Langkah ini menjadi bagian dari strategi Nerazzurri untuk merampingkan skuad dan mengumpulkan dana segar. Carboni, yang sebelumnya dipinjamkan ke Parma selama enam bulan, berhasil meyakinkan manajemen klub promosi Serie A itu untuk mempermanenkannya. Kesepakatan ditandatangani dengan kontrak hingga Juni 2030.
Bek berusia 21 tahun itu memulai karier di Club Atlรฉtico Lanus dan Catania sebelum bergabung dengan Inter pada Januari 2020. Selama berseragam biru-hitam, ia menjalani beberapa masa peminjaman di klub Italia lain, termasuk Cagliari dan Empoli. Kini, kariernya berlanjut di Parma yang baru saja promosi ke Serie A.

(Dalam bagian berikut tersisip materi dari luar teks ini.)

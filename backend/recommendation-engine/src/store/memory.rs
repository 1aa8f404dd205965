//! Process-local implementations of the collaborator traits

use super::{Catalog, ClusterCache, RatingStore};
use crate::error::{EngineError, Result};
use crate::models::{
    ClusterKey, ClusterSnapshot, Item, ItemId, ItemScores, Rating, RatingScale, UserId,
};
use dashmap::DashMap;
use parking_lot::RwLock;
use serde::{Deserialize, Serialize};
use std::collections::{BTreeMap, BTreeSet};
use std::sync::atomic::{AtomicU64, Ordering};
use std::sync::Arc;
use tracing::debug;

// ============================================
// Ratings
// ============================================

#[derive(Default)]
struct RatingTable {
    by_user: BTreeMap<UserId, ItemScores>,
    scale: RatingScale,
}

/// Ratings held in memory.
///
/// Writes mark the attached cluster cache dirty so the next clustering
/// request recomputes from scratch.
#[derive(Default)]
pub struct InMemoryRatingStore {
    table: RwLock<RatingTable>,
    generation: AtomicU64,
    cache: Option<Arc<dyn ClusterCache>>,
}

impl InMemoryRatingStore {
    pub fn new() -> Self {
        Self::default()
    }

    pub fn with_cache(cache: Arc<dyn ClusterCache>) -> Self {
        Self {
            table: RwLock::new(RatingTable::default()),
            generation: AtomicU64::new(0),
            cache: Some(cache),
        }
    }

    pub fn from_ratings(ratings: impl IntoIterator<Item = Rating>) -> Self {
        let store = Self::new();
        store.load(ratings);
        store
    }

    /// Bulk insert; marks the cluster cache dirty when anything was added
    pub fn extend(&self, ratings: impl IntoIterator<Item = Rating>) {
        let inserted = self.load(ratings);
        if inserted > 0 {
            debug!(inserted, "Ratings loaded");
            self.invalidate_clusters();
        }
    }

    fn load(&self, ratings: impl IntoIterator<Item = Rating>) -> usize {
        let mut table = self.table.write();
        let mut inserted = 0;
        for rating in ratings {
            table.scale = table.scale.observe(rating.score);
            table
                .by_user
                .entry(rating.user_id)
                .or_default()
                .insert(rating.item_id, rating.score);
            inserted += 1;
        }
        if inserted > 0 {
            self.generation.fetch_add(1, Ordering::SeqCst);
        }
        inserted
    }

    /// Inserts or overwrites the user's score for the item
    pub fn add_rating(&self, rating: Rating) {
        {
            let mut table = self.table.write();
            table.scale = table.scale.observe(rating.score);
            table
                .by_user
                .entry(rating.user_id)
                .or_default()
                .insert(rating.item_id, rating.score);
            self.generation.fetch_add(1, Ordering::SeqCst);
        }
        debug!(
            user_id = rating.user_id,
            item_id = rating.item_id,
            score = rating.score,
            "Rating added"
        );
        self.invalidate_clusters();
    }

    pub fn remove_rating(&self, user_id: UserId, item_id: ItemId) -> Result<Rating> {
        let removed = {
            let mut table = self.table.write();
            let scores = table
                .by_user
                .get_mut(&user_id)
                .ok_or(EngineError::UnknownRating { user_id, item_id })?;
            let score = scores
                .remove(&item_id)
                .ok_or(EngineError::UnknownRating { user_id, item_id })?;
            if scores.is_empty() {
                table.by_user.remove(&user_id);
            }
            self.generation.fetch_add(1, Ordering::SeqCst);
            Rating::new(user_id, item_id, score)
        };
        self.invalidate_clusters();
        Ok(removed)
    }

    /// Replaces an existing rating (delete followed by add)
    pub fn edit_rating(&self, rating: Rating) -> Result<()> {
        self.remove_rating(rating.user_id, rating.item_id)?;
        self.add_rating(rating);
        Ok(())
    }

    pub fn rating_scale(&self) -> RatingScale {
        self.table.read().scale
    }

    fn invalidate_clusters(&self) {
        if let Some(cache) = &self.cache {
            cache.mark_dirty();
        }
    }
}

impl RatingStore for InMemoryRatingStore {
    fn all_user_ids(&self) -> BTreeSet<UserId> {
        self.table.read().by_user.keys().copied().collect()
    }

    fn ratings_for_user(&self, user_id: UserId) -> Result<Vec<Rating>> {
        let table = self.table.read();
        let scores = table
            .by_user
            .get(&user_id)
            .ok_or(EngineError::UnknownUser(user_id))?;
        Ok(scores
            .iter()
            .map(|(&item_id, &score)| Rating::new(user_id, item_id, score))
            .collect())
    }

    fn ratings_for_item(&self, item_id: ItemId) -> Vec<Rating> {
        self.table
            .read()
            .by_user
            .iter()
            .filter_map(|(&user_id, scores)| {
                scores
                    .get(&item_id)
                    .map(|&score| Rating::new(user_id, item_id, score))
            })
            .collect()
    }

    fn ratings_by_user(&self) -> BTreeMap<UserId, ItemScores> {
        self.table.read().by_user.clone()
    }

    fn rating_count(&self) -> usize {
        self.table.read().by_user.values().map(BTreeMap::len).sum()
    }

    fn max_rating_scale(&self) -> f32 {
        self.table.read().scale.max()
    }

    fn generation(&self) -> u64 {
        self.generation.load(Ordering::SeqCst)
    }
}

// ============================================
// Catalog
// ============================================

#[derive(Default)]
struct ItemTable {
    items: Vec<Item>,
    index: BTreeMap<ItemId, usize>,
}

/// Item catalog that keeps load order
#[derive(Default)]
pub struct InMemoryCatalog {
    table: RwLock<ItemTable>,
}

impl InMemoryCatalog {
    pub fn new(items: impl IntoIterator<Item = Item>) -> Self {
        let catalog = Self::default();
        for item in items {
            catalog.insert(item);
        }
        catalog
    }

    /// Adds the item, replacing any item with the same id in place
    pub fn insert(&self, item: Item) {
        let mut table = self.table.write();
        match table.index.get(&item.item_id).copied() {
            Some(pos) => table.items[pos] = item,
            None => {
                let pos = table.items.len();
                table.index.insert(item.item_id, pos);
                table.items.push(item);
            }
        }
    }

    /// Sets every item's aggregate score to the mean of its ratings (0 when unrated)
    pub fn recompute_scores(&self, ratings: &dyn RatingStore) {
        let mut table = self.table.write();
        for item in table.items.iter_mut() {
            let item_ratings = ratings.ratings_for_item(item.item_id);
            item.score = if item_ratings.is_empty() {
                0.0
            } else {
                let sum: f64 = item_ratings.iter().map(|r| f64::from(r.score)).sum();
                (sum / item_ratings.len() as f64) as f32
            };
        }
    }

    /// Best aggregate scores first, ties by ascending item id
    pub fn top_rated(&self, n: usize) -> Vec<Item> {
        let mut items = self.table.read().items.clone();
        items.sort_by(|a, b| {
            b.score
                .total_cmp(&a.score)
                .then_with(|| a.item_id.cmp(&b.item_id))
        });
        items.truncate(n);
        items
    }
}

impl Catalog for InMemoryCatalog {
    fn all_items(&self) -> Vec<Item> {
        self.table.read().items.clone()
    }

    fn item(&self, item_id: ItemId) -> Result<Item> {
        let table = self.table.read();
        table
            .index
            .get(&item_id)
            .map(|&pos| table.items[pos].clone())
            .ok_or(EngineError::UnknownItem(item_id))
    }

    fn len(&self) -> usize {
        self.table.read().items.len()
    }
}

// ============================================
// Cluster cache
// ============================================

#[derive(Debug, Clone)]
struct CachedEntry {
    snapshot: Arc<ClusterSnapshot>,
    dirty: bool,
}

/// Counters for cache behaviour
#[derive(Debug, Clone, Default, PartialEq, Eq, Serialize, Deserialize)]
pub struct CacheStats {
    pub hits: u64,
    pub misses: u64,
    pub saves: u64,
    pub invalidations: u64,
}

/// Cluster snapshots held in memory
#[derive(Default)]
pub struct InMemoryClusterCache {
    store: DashMap<ClusterKey, CachedEntry>,
    hits: AtomicU64,
    misses: AtomicU64,
    saves: AtomicU64,
    invalidations: AtomicU64,
}

impl InMemoryClusterCache {
    pub fn new() -> Self {
        Self::default()
    }

    pub fn stats(&self) -> CacheStats {
        CacheStats {
            hits: self.hits.load(Ordering::Relaxed),
            misses: self.misses.load(Ordering::Relaxed),
            saves: self.saves.load(Ordering::Relaxed),
            invalidations: self.invalidations.load(Ordering::Relaxed),
        }
    }

    pub fn len(&self) -> usize {
        self.store.len()
    }

    pub fn is_empty(&self) -> bool {
        self.store.is_empty()
    }
}

impl ClusterCache for InMemoryClusterCache {
    fn load(&self, key: ClusterKey) -> Option<Arc<ClusterSnapshot>> {
        match self.store.get(&key) {
            Some(entry) if !entry.dirty => {
                self.hits.fetch_add(1, Ordering::Relaxed);
                Some(entry.snapshot.clone())
            }
            _ => {
                self.misses.fetch_add(1, Ordering::Relaxed);
                None
            }
        }
    }

    fn save(&self, snapshot: Arc<ClusterSnapshot>) {
        self.saves.fetch_add(1, Ordering::Relaxed);
        self.store.insert(
            snapshot.key,
            CachedEntry {
                snapshot,
                dirty: false,
            },
        );
    }

    fn mark_dirty(&self) {
        self.invalidations.fetch_add(1, Ordering::Relaxed);
        for mut entry in self.store.iter_mut() {
            entry.dirty = true;
        }
    }
}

Situasi serupa kini dihadapi Thomas Berenbruch. Agen pemain berusia 21 tahun itu terlihat berada di markas klub untuk melakukan pertemuan. Namun, menurut laporan FCInterNews, pihak Inter menegaskan bahwa mereka berniat mempertahankan Berenbruch dalam jangka panjang. Oleh karena itu, setiap potensi transfer hanya akan dilakukan dalam bentuk pinjaman atau disertai opsi pembelian kembali.
Pendekatan ini mengingatkan pada kasus Aleksandar Stankovic, putra legenda Inter Dejan Stankovic, yang dijual ke Club Brugge pada musim panas lalu namun kemudian ditarik kembali ke San Siro. Strategi serupa tampaknya akan diterapkan untuk Berenbruch, yang telah bergabung dengan akademi Inter sejak 2020 dan musim lalu promosi ke tim U-23 yang bermain di Serie C.
Bagi pengamat sepak bola Italia, langkah Inter ini menunjukkan pergeseran kebijakan dalam mengelola aset muda. Alih-alih melepas pemain secara permanen dengan harga murah, klub lebih memilih mempertahankan kendali melalui klausul khusus. Ini menjadi sinyal bahwa Inter ingin menjaga keseimbangan antara kebutuhan finansial jangka pendek dan potensi keuntungan di masa depan.
Di sisi lain, bagi klub peminjam seperti Cagliari yang disebut-sebut menjadi favorit, skema ini memberikan keuntungan berupa akses ke pemain berbakat tanpa harus mengeluarkan biaya transfer besar. Namun, risiko kehilangan pemain jika Inter mengaktifkan klausul pembelian kembali tetap mengintai.
Pertanyaan yang muncul: akankah strategi ini berhasil mempertahankan talenta muda seperti Berenbruch, atau justru menghambat perkembangan mereka karena minimnya menit bermain di tim utama? Keputusan Inter dalam beberapa bulan ke depan akan menjadi jawabannya.